## Task item
Starting at the line below that contains "for tag in &attraction.tags", print each line through the end of the records exactly as it appears.

Collected data
----

use std::collections::{HashMap, HashSet};

use chrono::Utc;

use crate::db::attractions::AttractionRepo;
use crate::db::ratings::RatingRepo;
use crate::db::redis::RecommendationCache;
use crate::error::{AppError, AppResult};
use crate::models::{
    Attraction, RecommendationCandidate, RecommendationResponse, RecommendationType,
    RecommendedAttraction, SimilarUser,
};
use crate::services::similarity::{group_ratings_by_user, rank_similar_users};

/// A rating at or above this counts as "liked" for the collaborative path
const LIKED_SCORE_THRESHOLD: f64 = 4.0;
/// Collaborative candidates need at least this many distinct contributors
const MIN_CONTRIBUTORS: usize = 2;
/// Cap for the collaborative result list
const PERSONALIZED_LIMIT: usize = 20;
/// Page size for popularity and content-based results
const POPULAR_LIMIT: i64 = 10;
/// Cap for the similar-to-one-attraction list
const SIMILAR_LIMIT: i64 = 6;
/// How many of the user's most frequent tags feed the content fallback
const TOP_TAGS: usize = 5;
/// How many of the user's most frequent cities feed the content fallback
const TOP_CITIES: usize = 3;
/// Upper bound for client-supplied page sizes
const MAX_PAGE_SIZE: i64 = 50;

/// Layered recommendation strategy over the rating store and attraction
/// catalog, with a write-through cache in front.
///
/// Strategy per user, in priority order: cached response, collaborative
/// filtering over similar users, tag/city content fallback, global
/// popularity. Computation reads only; concurrent requests for the same user
/// may recompute redundantly and overwrite each other's cache entry, which is
/// harmless because every write is derived from the same store state.
pub struct RecommendationService<R, A, C> {
    ratings: R,
    attractions: A,
    cache: C,
    ttl_secs: u64,
}

impl<R, A, C> RecommendationService<R, A, C>
where
    R: RatingRepo,
    A: AttractionRepo,
    C: RecommendationCache,
{
    pub fn new(ratings: R, attractions: A, cache: C, ttl_secs: u64) -> Self {
        Self {
            ratings,
            attractions,
            cache,
            ttl_secs,
        }
    }

    /// Personalized recommendations for one user, cached for `ttl_secs`.
    ///
    /// Cache failures are logged and treated as misses; only the primary
    /// store can fail this request.
    pub async fn personalized(&self, user_id: i64) -> AppResult<RecommendationResponse> {
        validate_id(user_id, "user id")?;

        match self.cache.get(user_id).await {
            Ok(Some(cached)) => {
                tracing::debug!(user_id, "Recommendation cache hit");
                return Ok(cached);
            }
            Ok(None) => {
                tracing::debug!(user_id, "Recommendation cache miss");
            }
            Err(e) => {
                tracing::warn!(user_id, error = %e, "Cache read failed, treating as miss");
            }
        }

        let response = self.compute(user_id).await?;

        if let Err(e) = self.cache.put(user_id, &response, self.ttl_secs).await {
            tracing::warn!(user_id, error = %e, "Cache write failed, serving uncached");
        }

        Ok(response)
    }

    /// Full recommendation computation, pure with respect to store state
    async fn compute(&self, user_id: i64) -> AppResult<RecommendationResponse> {
        let user_ratings = self.ratings.find_by_user(user_id).await?;

        // Cold start: no history to personalize on
        if user_ratings.is_empty() {
            tracing::info!(user_id, "No rating history, falling back to popular");
            let recommendations = self.popular_entries().await?;
            return Ok(RecommendationResponse {
                kind: RecommendationType::Popular,
                recommendations,
                generated_at: Utc::now(),
            });
        }

        let rated: HashSet<i64> = user_ratings.iter().map(|r| r.attraction_id).collect();

        let others = self.ratings.find_all_except(user_id).await?;
        let by_user = group_ratings_by_user(&others);
        let similar_users = rank_similar_users(&user_ratings, &by_user);

        let mut recommendations = if similar_users.is_empty() {
            vec![]
        } else {
            self.collaborative_entries(&similar_users, &rated).await?
        };

        // No collaborative signal: recommend from the user's own tag/city profile
        if recommendations.is_empty() {
            tracing::info!(
                user_id,
                similar_users = similar_users.len(),
                "No collaborative candidates, using content fallback"
            );
            recommendations = self.content_entries(&rated).await?;
        } else {
            tracing::info!(
                user_id,
                similar_users = similar_users.len(),
                candidates = recommendations.len(),
                "Collaborative recommendations computed"
            );
        }

        Ok(RecommendationResponse {
            kind: RecommendationType::Personalized,
            recommendations,
            generated_at: Utc::now(),
        })
    }

    /// Globally most popular active attractions, optionally filtered by city
    pub async fn popular(
        &self,
        city: Option<String>,
        limit: Option<i64>,
    ) -> AppResult<Vec<Attraction>> {
        if let Some(requested) = limit {
            if requested <= 0 {
                return Err(AppError::InvalidInput(format!(
                    "limit must be a positive integer, got {}",
                    requested
                )));
            }
        }

        let limit = limit.unwrap_or(POPULAR_LIMIT).min(MAX_PAGE_SIZE);
        self.attractions.find_popular(city, limit).await
    }

    /// Active attractions sharing a tag or the city with the given one
    pub async fn similar_attractions(&self, attraction_id: i64) -> AppResult<Vec<Attraction>> {
        validate_id(attraction_id, "attraction id")?;

        let attraction = self
            .attractions
            .find_by_id(attraction_id)
            .await?
            .ok_or_else(|| {
                AppError::NotFound(format!("Attraction {} does not exist", attraction_id))
            })?;

        let cities = vec![attraction.city.clone()];
        self.attractions
            .find_by_tags_or_city(&attraction.tags, &cities, &[attraction_id], SIMILAR_LIMIT)
            .await
    }

    /// Records like/dislike feedback and drops the user's cached response so
    /// the next request recomputes. Cache failures never fail the request; a
    /// lost invalidation only costs one stale read within the TTL window.
    pub async fn submit_feedback(
        &self,
        user_id: i64,
        attraction_id: i64,
        is_helpful: bool,
    ) -> AppResult<()> {
        validate_id(user_id, "user id")?;
        validate_id(attraction_id, "attraction id")?;

        if let Err(e) = self
            .cache
            .record_feedback(user_id, attraction_id, is_helpful)
            .await
        {
            tracing::warn!(user_id, attraction_id, error = %e, "Failed to record feedback");
        }

        if let Err(e) = self.cache.invalidate(user_id).await {
            tracing::warn!(user_id, error = %e, "Failed to invalidate recommendation cache");
        }

        tracing::info!(user_id, attraction_id, is_helpful, "Recommendation feedback received");

        Ok(())
    }

    async fn popular_entries(&self) -> AppResult<Vec<RecommendedAttraction>> {
        let attractions = self.attractions.find_popular(None, POPULAR_LIMIT).await?;

        Ok(attractions
            .into_iter()
            .map(|attraction| RecommendedAttraction {
                reason: format!(
                    "Popular with travelers ({:.1} average rating)",
                    attraction.average_rating
                ),
                score: None,
                contributing_users: None,
                attraction,
            })
            .collect())
    }

    async fn collaborative_entries(
        &self,
        similar_users: &[SimilarUser],
        rated: &HashSet<i64>,
    ) -> AppResult<Vec<RecommendedAttraction>> {
        let user_ids: Vec<i64> = similar_users.iter().map(|s| s.user_id).collect();
        let liked = self
            .ratings
            .find_for_users(&user_ids, LIKED_SCORE_THRESHOLD)
            .await?;

        let candidates = score_candidates(similar_users, &liked, rated);
        if candidates.is_empty() {
            return Ok(vec![]);
        }

        let ids: Vec<i64> = candidates.iter().map(|c| c.attraction_id).collect();
        let attractions = self.attractions.find_active_by_ids(&ids).await?;
        let by_id: HashMap<i64, Attraction> =
            attractions.into_iter().map(|a| (a.id, a)).collect();

        // Candidates are already sorted by aggregated score; inactive ones
        // simply drop out of the join
        Ok(candidates
            .iter()
            .filter_map(|c| {
                by_id.get(&c.attraction_id).map(|attraction| RecommendedAttraction {
                    attraction: attraction.clone(),
                    reason: format!(
                        "Liked by {} travelers with taste similar to yours",
                        c.contributing_users
                    ),
                    score: Some(c.aggregated_score),
                    contributing_users: Some(c.contributing_users),
                })
            })
            .take(PERSONALIZED_LIMIT)
            .collect())
    }

    async fn content_entries(
        &self,
        rated: &HashSet<i64>,
    ) -> AppResult<Vec<RecommendedAttraction>> {
        let rated_ids: Vec<i64> = rated.iter().copied().collect();
        let rated_attractions = self.attractions.find_active_by_ids(&rated_ids).await?;

        let (tags, cities) = preference_profile(&rated_attractions);
        if tags.is_empty() && cities.is_empty() {
            return Ok(vec![]);
        }

        let matches = self
            .attractions
            .find_by_tags_or_city(&tags, &cities, &rated_ids, POPULAR_LIMIT)
            .await?;

        Ok(matches
            .into_iter()
            .map(|attraction| RecommendedAttraction {
                reason: content_reason(&attraction, &tags, &cities),
                score: Some(attraction.average_rating),
                contributing_users: None,
                attraction,
            })
            .collect())
    }
}

fn validate_id(id: i64, what: &str) -> AppResult<()> {
    if id <= 0 {
        return Err(AppError::InvalidInput(format!(
            "{} must be a positive integer, got {}",
            what, id
        )));
    }
    Ok(())
}

/// Aggregates the similar users' liked ratings into scored candidates.
///
/// Attractions the requester already rated are skipped, each contributor
/// counts once per attraction, and candidates backed by fewer than
/// [`MIN_CONTRIBUTORS`] distinct users are dropped. The aggregated score of a
/// survivor is the sum of its contributors' similarity weights. Output is
/// sorted by descending score (ties on ascending attraction id) and capped at
/// [`PERSONALIZED_LIMIT`].
fn score_candidates(
    similar_users: &[SimilarUser],
    liked: &[crate::models::Rating],
    already_rated: &HashSet<i64>,
) -> Vec<RecommendationCandidate> {
    let weights: HashMap<i64, f64> = similar_users
        .iter()
        .map(|s| (s.user_id, s.similarity))
        .collect();

    let mut grouped: HashMap<i64, (f64, HashSet<i64>)> = HashMap::new();
    for rating in liked {
        if already_rated.contains(&rating.attraction_id) {
            continue;
        }
        let Some(&weight) = weights.get(&rating.user_id) else {
            continue;
        };
        let entry = grouped.entry(rating.attraction_id).or_default();
        if entry.1.insert(rating.user_id) {
            entry.0 += weight;
        }
    }

    let mut candidates: Vec<RecommendationCandidate> = grouped
        .into_iter()
        .filter(|(_, (_, contributors))| contributors.len() >= MIN_CONTRIBUTORS)
        .map(|(attraction_id, (score, contributors))| RecommendationCandidate {
            attraction_id,
            aggregated_score: score,
            contributing_users: contributors.len(),
        })
        .collect();

    candidates.sort_by(|a, b| {
        b.aggregated_score
            .partial_cmp(&a.aggregated_score)
            .unwrap_or(std::cmp::Ordering::Equal)
            .then(a.attraction_id.cmp(&b.attraction_id))
    });
    candidates.truncate(PERSONALIZED_LIMIT);

    candidates
}

/// The user's most frequent tags and cities across the attractions they rated
fn preference_profile(attractions: &[Attraction]) -> (Vec<String>, Vec<String>) {
    let mut tag_freq: HashMap<&str, usize> = HashMap::new();
    let mut city_freq: HashMap<&str, usize> = HashMap::new();

    for attraction in attractions {
        for tag in &attraction.tags {
            *tag_freq.entry(tag).or_default() += 1;
        }
        *city_freq.entry(&attraction.city).or_default() += 1;
    }

    (top_n(tag_freq, TOP_TAGS), top_n(city_freq, TOP_CITIES))
}

fn top_n(freq: HashMap<&str, usize>, n: usize) -> Vec<String> {
    let mut entries: Vec<(&str, usize)> = freq.into_iter().collect();
    entries.sort_by(|a, b| b.1.cmp(&a.1).then(a.0.cmp(b.0)));
    entries.into_iter().take(n).map(|(s, _)| s.to_string()).collect()
}

fn content_reason(attraction: &Attraction, tags: &[String], cities: &[String]) -> String {
    if let Some(tag) = attraction.tags.iter().find(|t| tags.contains(t)) {
        format!("Matches your interest in {}", tag)
    } else if cities.contains(&attraction.city) {
        format!("In {}, which you have enjoyed before", attraction.city)
    } else {
        "Matches your rating history".to_string()
    }
}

----

## Written reply
        for tag in &attraction.tags {
            *tag_freq.entry(tag).or_default() += 1;
        }
        *city_freq.entry(&attraction.city).or_default() += 1;
    }

    (top_n(tag_freq, TOP_TAGS), top_n(city_freq, TOP_CITIES))
}

fn top_n(freq: HashMap<&str, usize>, n: usize) -> Vec<String> {
    let mut entries: Vec<(&str, usize)> = freq.into_iter().collect();
    entries.sort_by(|a, b| b.1.cmp(&a.1).then(a.0.cmp(b.0)));
    entries.into_iter().take(n).map(|(s, _)| s.to_string()).collect()
}

fn content_reason(attraction: &Attraction, tags: &[String], cities: &[String]) -> String {
    if let Some(tag) = attraction.tags.iter().find(|t| tags.contains(t)) {
        format!("Matches your interest in {}", tag)
    } else if cities.contains(&attraction.city) {
        format!("In {}, which you have enjoyed before", attraction.city)
    } else {
        "Matches your rating history".to_string()
    }
}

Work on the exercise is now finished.